For comparison’s sake, the NBA allowed 40 different camera positions during the 2010-11 regular season. The memo was sent by league president of operations Rod Thorn and executive vice president of team marketing and business operations Amy Brooks (Ms. Brooks really needs a condensed official title). Thorn told the Associated Press that these plans were in place prior to Paul George’s gruesome right leg injury during last month’s USA Basketball exhibition in Las Vegas, and that the injury only reaffirmed their belief that this was the right thing to do.
“We have been studying this issue consistently over the last four years and these are just the latest adjustments to make the baselines an even safer area for our players, our team attendants and the photographers,” Thorn continued. “Many of the incidents of contact between players and photographers are around the basket area, so we felt it made sense to increase the open area between the baskets and the first photographer to four feet.”

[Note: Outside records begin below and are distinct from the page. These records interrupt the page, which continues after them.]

//! MySQL catalog loader (single catalog, bare table names).

use std::sync::Arc;

use async_trait::async_trait;
use tracing::debug;

use super::{column_from_row, row, SqlExecutor};
use crate::config::BackendKind;
use crate::error::MetadataResult;
use crate::metadata::{
    IndexDescriptor, IndexMap, LoadOptions, MetadataBackend, RelationalIndex, Row, SchemaMap,
    TableSizeCache,
};

const COLUMNS_SQL: &str = "\
SELECT CAST(TABLE_NAME AS CHAR) AS table_name, \
       CAST(COLUMN_NAME AS CHAR) AS column_name, \
       CAST(DATA_TYPE AS CHAR) AS data_type, \
       CAST(IS_NULLABLE AS CHAR) AS is_nullable, \
       CAST(COLUMN_DEFAULT AS CHAR) AS column_default, \
       CAST(CHARACTER_MAXIMUM_LENGTH AS CHAR) AS character_maximum_length, \
       CAST(NUMERIC_PRECISION AS CHAR) AS numeric_precision, \
       CAST(NUMERIC_SCALE AS CHAR) AS numeric_scale, \
       CAST(ORDINAL_POSITION AS CHAR) AS ordinal_position, \
       CAST(EXTRA AS CHAR) AS extra \
FROM information_schema.COLUMNS \
WHERE TABLE_SCHEMA = ? \
ORDER BY TABLE_NAME, ORDINAL_POSITION";

const INDEXES_SQL: &str = "\
SELECT CAST(TABLE_NAME AS CHAR) AS table_name, \
       CAST(INDEX_NAME AS CHAR) AS index_name, \
       CAST(COLUMN_NAME AS CHAR) AS column_name, \
       CAST(NON_UNIQUE AS CHAR) AS non_unique, \
       CAST(SEQ_IN_INDEX AS CHAR) AS seq_in_index, \
       CAST(INDEX_TYPE AS CHAR) AS index_type \
FROM information_schema.STATISTICS \
WHERE TABLE_SCHEMA = ? \
ORDER BY TABLE_NAME, INDEX_NAME, SEQ_IN_INDEX";

const SIZES_SQL: &str = "\
SELECT CAST(TABLE_NAME AS CHAR) AS table_name, \
       CAST(TABLE_ROWS AS CHAR) AS table_rows \
FROM information_schema.TABLES \
WHERE TABLE_SCHEMA = ? AND TABLE_TYPE = 'BASE TABLE'";

/// Loads MySQL metadata from `information_schema`.
pub struct MySqlCatalog {
    executor: Arc<dyn SqlExecutor>,
}

impl MySqlCatalog {
    pub fn new(executor: Arc<dyn SqlExecutor>) -> Self {
        Self { executor }
    }

    fn index_from_row(row: &Row) -> Option<(String, RelationalIndex)> {
        let table = row::text(row, "table_name")?;
        let index = RelationalIndex {
            index_name: row::text(row, "index_name")?,
            column_name: row::text(row, "column_name").unwrap_or_default(),
            non_unique: if row::uint(row, "non_unique").unwrap_or(1) == 0 { 0 } else { 1 },
            seq_in_index: row::uint(row, "seq_in_index").unwrap_or(1) as u32,
            index_type: row::text(row, "index_type").unwrap_or_else(|| "BTREE".to_string()),
        };
        Some((table, index))
    }
}

#[async_trait]
impl MetadataBackend for MySqlCatalog {
    fn kind(&self) -> BackendKind {
        BackendKind::MySql
    }

    async fn load_schema(&self, database: &str, _options: &LoadOptions) -> MetadataResult<SchemaMap> {
        let rows = self.executor.fetch_all(COLUMNS_SQL, &[database]).await?;
        debug!(database, rows = rows.len(), "fetched mysql columns");

        let mut schema_map = SchemaMap::new();
        for row in &rows {
            let Some(table) = row::text(row, "table_name") else {
                continue;
            };
            let Some(column) = column_from_row(row) else {
                continue;
            };
            let key = BackendKind::MySql.qualify("", "", &table);
            let columns = schema_map.entry(key).or_default();
            if !columns.iter().any(|c| c.name == column.name) {
                columns.push(column);
            }
        }

        Ok(schema_map)
    }

    async fn load_indexes(&self, database: &str) -> MetadataResult<IndexMap> {
        let rows = self.executor.fetch_all(INDEXES_SQL, &[database]).await?;

        let mut index_map = IndexMap::new();
        for (table, index) in rows.iter().filter_map(Self::index_from_row) {
            let key = BackendKind::MySql.qualify("", "", &table);
            index_map
                .entry(key)
                .or_default()
                .push(IndexDescriptor::Relational(index));
        }

        Ok(index_map)
    }

    async fn load_sizes(&self, database: &str, _options: &LoadOptions) -> MetadataResult<TableSizeCache> {
        let rows = self.executor.fetch_all(SIZES_SQL, &[database]).await?;

        Ok(rows
            .iter()
            .filter_map(|row| {
                let table = row::text(row, "table_name")?;
                let count = row::uint(row, "table_rows").unwrap_or(0);
                Some((BackendKind::MySql.qualify("", "", &table), count))
            })
            .collect())
    }

    async fn execute_query(&self, sql: &str) -> MetadataResult<Vec<Row>> {
        self.executor.fetch_all(sql, &[]).await
    }

    async fn close(&self) {
        self.executor.close().await;
    }
}
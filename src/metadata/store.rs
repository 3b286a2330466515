//! Snapshot-swapping metadata store.
//!
//! The store owns one `Arc<MetadataSnapshot>`. Loaders build a complete
//! replacement map and swap it in under the write lock, so a reader sees
//! either the previous map or the new one, never a half-populated map.
//! Readers that already hold a snapshot keep it unchanged; the next write
//! clones the snapshot instead of mutating theirs.

use std::sync::Arc;

use serde::Serialize;
use tokio::sync::RwLock;

use super::types::{IndexMap, SchemaMap, TableSizeCache};

/// The three normalised maps for one configuration.
#[derive(Debug, Clone, Default, PartialEq, Serialize)]
#[serde(rename_all = "camelCase")]
pub struct MetadataSnapshot {
    pub schema_map: SchemaMap,
    pub index_map: IndexMap,
    pub table_size_cache: TableSizeCache,
}

/// Caller-owned metadata cache.
#[derive(Debug, Default)]
pub struct MetadataStore {
    current: RwLock<Arc<MetadataSnapshot>>,
}

impl MetadataStore {
    pub fn new() -> Self {
        Self::default()
    }

    /// The current snapshot.
    pub async fn snapshot(&self) -> Arc<MetadataSnapshot> {
        self.current.read().await.clone()
    }

    /// Replace the schema map wholesale.
    pub async fn replace_schema_map(&self, schema_map: SchemaMap) {
        let mut current = self.current.write().await;
        Arc::make_mut(&mut current).schema_map = schema_map;
    }

    /// Replace the index map wholesale.
    pub async fn replace_index_map(&self, index_map: IndexMap) {
        let mut current = self.current.write().await;
        Arc::make_mut(&mut current).index_map = index_map;
    }

    /// Replace the table size cache wholesale.
    pub async fn replace_table_sizes(&self, table_size_cache: TableSizeCache) {
        let mut current = self.current.write().await;
        Arc::make_mut(&mut current).table_size_cache = table_size_cache;
    }

    /// Swap in a complete snapshot.
    pub async fn replace_all(&self, snapshot: MetadataSnapshot) {
        *self.current.write().await = Arc::new(snapshot);
    }

    /// Drop all cached metadata.
    pub async fn reset(&self) {
        self.replace_all(MetadataSnapshot::default()).await;
    }
}
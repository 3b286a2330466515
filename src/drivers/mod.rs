//! Concrete drivers, each behind a cargo feature.
//!
//! | Feature      | Backend    | Crate     |
//! |--------------|------------|-----------|
//! | `mysql`      | MySQL      | `sqlx`    |
//! | `postgres`   | PostgreSQL | `sqlx`    |
//! | `mongodb`    | MongoDB    | `mongodb` |
//! | `databricks` | Databricks | `reqwest` |
//!
//! A build without a feature still knows the backend kind; connecting to it
//! fails with [`DriverUnavailable`](crate::error::MetadataError::DriverUnavailable).

#[cfg(feature = "databricks")]
mod databricks;
#[cfg(feature = "mongodb")]
mod mongo;
#[cfg(any(feature = "mysql", feature = "postgres"))]
mod relational;

#[cfg(feature = "databricks")]
pub use databricks::DatabricksDriver;
#[cfg(feature = "mongodb")]
pub use mongo::MongoConnector;
#[cfg(feature = "mysql")]
pub use relational::MySqlConnector;
#[cfg(feature = "postgres")]
pub use relational::PostgresConnector;
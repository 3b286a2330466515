//! Backend dispatch.
//!
//! A [`BackendRegistry`] maps each [`BackendKind`] to the connector that can
//! open it. Kinds without a registered connector fail up front with
//! [`MetadataError::DriverUnavailable`] instead of at first query.

use std::collections::HashMap;
use std::sync::Arc;

use async_trait::async_trait;

use super::provider::MetadataBackend;
use crate::config::{BackendKind, ConnectionConfig};
use crate::error::{MetadataError, MetadataResult};
use crate::warehouse::WarehousePool;

/// Opens a [`MetadataBackend`] for a validated configuration.
#[async_trait]
pub trait BackendConnector: Send + Sync {
    async fn connect(&self, config: &ConnectionConfig) -> MetadataResult<Arc<dyn MetadataBackend>>;
}

/// Registered connectors, one per backend kind.
#[derive(Default, Clone)]
pub struct BackendRegistry {
    connectors: HashMap<BackendKind, Arc<dyn BackendConnector>>,
    warehouse_pool: Option<Arc<WarehousePool>>,
}

impl BackendRegistry {
    /// Empty registry.
    pub fn new() -> Self {
        Self::default()
    }

    /// Registry with every driver compiled into this build.
    ///
    /// With the `databricks` feature this starts a [`WarehousePool`] that
    /// closes its connections on Ctrl-C or SIGTERM, so it must be called from
    /// within a Tokio runtime.
    #[allow(unused_mut, unused_variables)]
    pub fn with_default_drivers(settings: &crate::config::Settings) -> Self {
        let mut registry = Self::new();

        #[cfg(feature = "mysql")]
        registry.register(BackendKind::MySql, Arc::new(crate::drivers::MySqlConnector));

        #[cfg(feature = "postgres")]
        registry.register(BackendKind::Postgres, Arc::new(crate::drivers::PostgresConnector));

        #[cfg(feature = "mongodb")]
        registry.register(BackendKind::MongoDb, Arc::new(crate::drivers::MongoConnector));

        #[cfg(feature = "databricks")]
        {
            let pool = WarehousePool::start(
                Arc::new(crate::drivers::DatabricksDriver::new()),
                settings.pool.clone(),
            );
            pool.close_on_shutdown();
            registry.register_warehouse(pool);
        }

        registry
    }

    /// Register (or replace) the connector for a backend kind.
    pub fn register(&mut self, kind: BackendKind, connector: Arc<dyn BackendConnector>) -> &mut Self {
        self.connectors.insert(kind, connector);
        self
    }

    /// Register the warehouse backend on top of a running pool.
    pub fn register_warehouse(&mut self, pool: Arc<WarehousePool>) -> &mut Self {
        self.connectors.insert(
            BackendKind::Databricks,
            Arc::new(crate::warehouse::WarehouseConnector::new(pool.clone())),
        );
        self.warehouse_pool = Some(pool);
        self
    }

    /// Whether a connector is registered for `kind`.
    pub fn supports(&self, kind: BackendKind) -> bool {
        self.connectors.contains_key(&kind)
    }

    /// The warehouse pool, when the warehouse backend is registered.
    pub fn warehouse_pool(&self) -> Option<&Arc<WarehousePool>> {
        self.warehouse_pool.as_ref()
    }

    /// Look up the connector for `kind`.
    pub fn connector(&self, kind: BackendKind) -> MetadataResult<Arc<dyn BackendConnector>> {
        self.connectors
            .get(&kind)
            .cloned()
            .ok_or(MetadataError::DriverUnavailable {
                backend: kind,
                feature: kind.driver_feature(),
            })
    }

    /// Validate `config` and open its backend.
    pub async fn connect(&self, config: &ConnectionConfig) -> MetadataResult<Arc<dyn MetadataBackend>> {
        config.validate()?;
        let connector = self.connector(config.backend)?;
        tracing::debug!(backend = %config.backend, target = %config.display_target(), "opening backend");
        connector.connect(config).await
    }

    /// Close pooled warehouse connections, if any.
    pub async fn shutdown(&self) {
        if let Some(pool) = &self.warehouse_pool {
            pool.close_all().await;
        }
    }
}
//! # Schemascope
//!
//! Metadata introspection and connection lifecycle for relational, document,
//! and warehouse backends.
//!
//! ## Architecture
//!
//! ```text
//! ┌─────────────────────────────────────────────────────────┐
//! │        ConnectionConfig + BackendKind (config)           │
//! └─────────────────────────────────────────────────────────┘
//!                          │
//!                          ▼ [BackendRegistry]
//! ┌──────────────┬──────────────┬──────────────────────────┐
//! │   catalog    │   document   │        warehouse         │
//! │ MySQL / PG   │  sampling +  │  pooled sessions, two-   │
//! │ catalogs     │  inference   │  tier size collection    │
//! └──────────────┴──────────────┴──────────────────────────┘
//!                          │
//!                          ▼ [loaders]
//! ┌─────────────────────────────────────────────────────────┐
//! │   MetadataStore: schema map, index map, table sizes      │
//! └─────────────────────────────────────────────────────────┘
//! ```
//!
//! Concrete drivers live in [`drivers`] behind the `mysql`, `postgres`,
//! `mongodb` and `databricks` features.

pub mod catalog;
pub mod config;
pub mod document;
pub mod drivers;
pub mod error;
pub mod metadata;
pub mod telemetry;
#[cfg(any(test, feature = "testing"))]
pub mod testing;
pub mod warehouse;

pub use config::{BackendKind, ConnectionConfig, Settings};
pub use error::{MetadataError, MetadataResult};
pub use metadata::{
    init_metadata, load_indexes, load_schema_map, load_table_sizes, BackendRegistry,
    ColumnDescriptor, IndexDescriptor, LoadOptions, MetadataBackend, MetadataSnapshot,
    MetadataStore,
};
pub use warehouse::WarehousePool;
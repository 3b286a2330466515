//! Error taxonomy for metadata loading and warehouse connections.

use thiserror::Error;

use crate::config::BackendKind;

/// Result type for metadata and pool operations.
pub type MetadataResult<T> = Result<T, MetadataError>;

/// Errors raised while loading metadata or talking to a backend.
///
/// The type is `Clone` so that one in-flight warehouse connect can hand the
/// same outcome to every caller waiting on it.
#[derive(Error, Debug, Clone, PartialEq)]
pub enum MetadataError {
    /// Unknown backend kind or a missing required field.
    #[error("configuration error: {0}")]
    Configuration(String),

    /// The backend's driver was not compiled into this build.
    #[error("{backend} driver is not available: rebuild with the `{feature}` feature")]
    DriverUnavailable {
        backend: BackendKind,
        feature: &'static str,
    },

    /// A single schema or collection failed to load. Callers recover from
    /// this locally and keep loading the remaining entities.
    #[error("failed to load {entity}: {message}")]
    PartialSchema { entity: String, message: String },

    /// Connecting to the warehouse took longer than the configured timeout.
    #[error("connection to {target} timed out after {seconds} seconds")]
    ConnectionTimeout { target: String, seconds: u64 },

    /// The backend refused or dropped the connection.
    #[error("connection to {target} failed: {message}")]
    ConnectionFailed { target: String, message: String },

    /// The warehouse pool was closed while a connect was in flight.
    #[error("warehouse pool closed while connecting to {target}")]
    PoolClosed { target: String },

    /// A statement or command failed on the backend.
    #[error("query failed: {0}")]
    QueryExecution(String),
}

impl MetadataError {
    /// Create a configuration error.
    pub fn configuration(message: impl Into<String>) -> Self {
        Self::Configuration(message.into())
    }

    /// Create a query execution error.
    pub fn query(message: impl ToString) -> Self {
        Self::QueryExecution(message.to_string())
    }

    /// Wrap a failure of one entity so it can be logged and skipped.
    pub fn partial(entity: impl Into<String>, source: &MetadataError) -> Self {
        Self::PartialSchema {
            entity: entity.into(),
            message: source.to_string(),
        }
    }

    /// Errors that must surface immediately and are never retried.
    pub fn is_fatal(&self) -> bool {
        matches!(
            self,
            Self::Configuration(_) | Self::DriverUnavailable { .. }
        )
    }

    /// Whether a warehouse handle that produced this error must be discarded.
    pub fn marks_connection_stale(&self) -> bool {
        matches!(
            self,
            Self::ConnectionTimeout { .. } | Self::ConnectionFailed { .. } | Self::QueryExecution(_)
        )
    }
}
//! Metadata model, store, and dispatch.
//!
//! # Architecture
//!
//! ```text
//! ┌─────────────────────────────────────────────────────────────────┐
//! │  init_metadata / load_schema_map / load_indexes / load_sizes    │
//! └─────────────────────────────────────────────────────────────────┘
//!                  │                                  │
//!                  ▼                                  ▼
//! ┌──────────────────────────────┐   ┌──────────────────────────────┐
//! │ BackendRegistry              │   │ MetadataStore                │
//! │  kind → BackendConnector     │   │  Arc<MetadataSnapshot>       │
//! └──────────────────────────────┘   │  schema / index / size maps  │
//!                  │                 └──────────────────────────────┘
//!                  ▼
//! ┌─────────────────────────────────────────────────────────────────┐
//! │ MetadataBackend                                                 │
//! │  MySqlCatalog │ PostgresCatalog │ DocumentCatalog │ Warehouse   │
//! └─────────────────────────────────────────────────────────────────┘
//! ```
//!
//! # Example
//!
//! ```ignore
//! use schemascope::config::{ConnectionConfig, Settings};
//! use schemascope::metadata::{init_metadata, BackendRegistry, LoadOptions, MetadataStore};
//!
//! let settings = Settings::from_file("schemascope.toml")?;
//! let registry = BackendRegistry::with_default_drivers(&settings);
//! let store = MetadataStore::new();
//!
//! let config = settings.connection("shop")?;
//! let snapshot = init_metadata(&registry, &store, &config, &LoadOptions::default()).await?;
//! println!("{} tables", snapshot.schema_map.len());
//! ```

mod loader;
mod provider;
mod registry;
mod store;
mod types;

pub use loader::{init_metadata, load_indexes, load_schema_map, load_table_sizes};
pub use provider::MetadataBackend;
pub use registry::{BackendConnector, BackendRegistry};
pub use store::{MetadataSnapshot, MetadataStore};
pub use types::*;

The NBA gave the increased escape lanes a trial run during last year’s playoffs. Ultimately, it was decided that fewer camera positions increased player safety, but did not compromise the great photography that professional basketball is known for in the sports world. Players run into cameramen pretty frequently so it’s good to the see NBA make this move. Honestly, I’m amazed we haven’t seen more moments like Dennis Rodman’s sudden outburst against this defenseless cameraman on January 17, 1997 during a game against the Minnesota Timberwolves.
I miss that NBA. Hand-checking and crazy men are all gone now.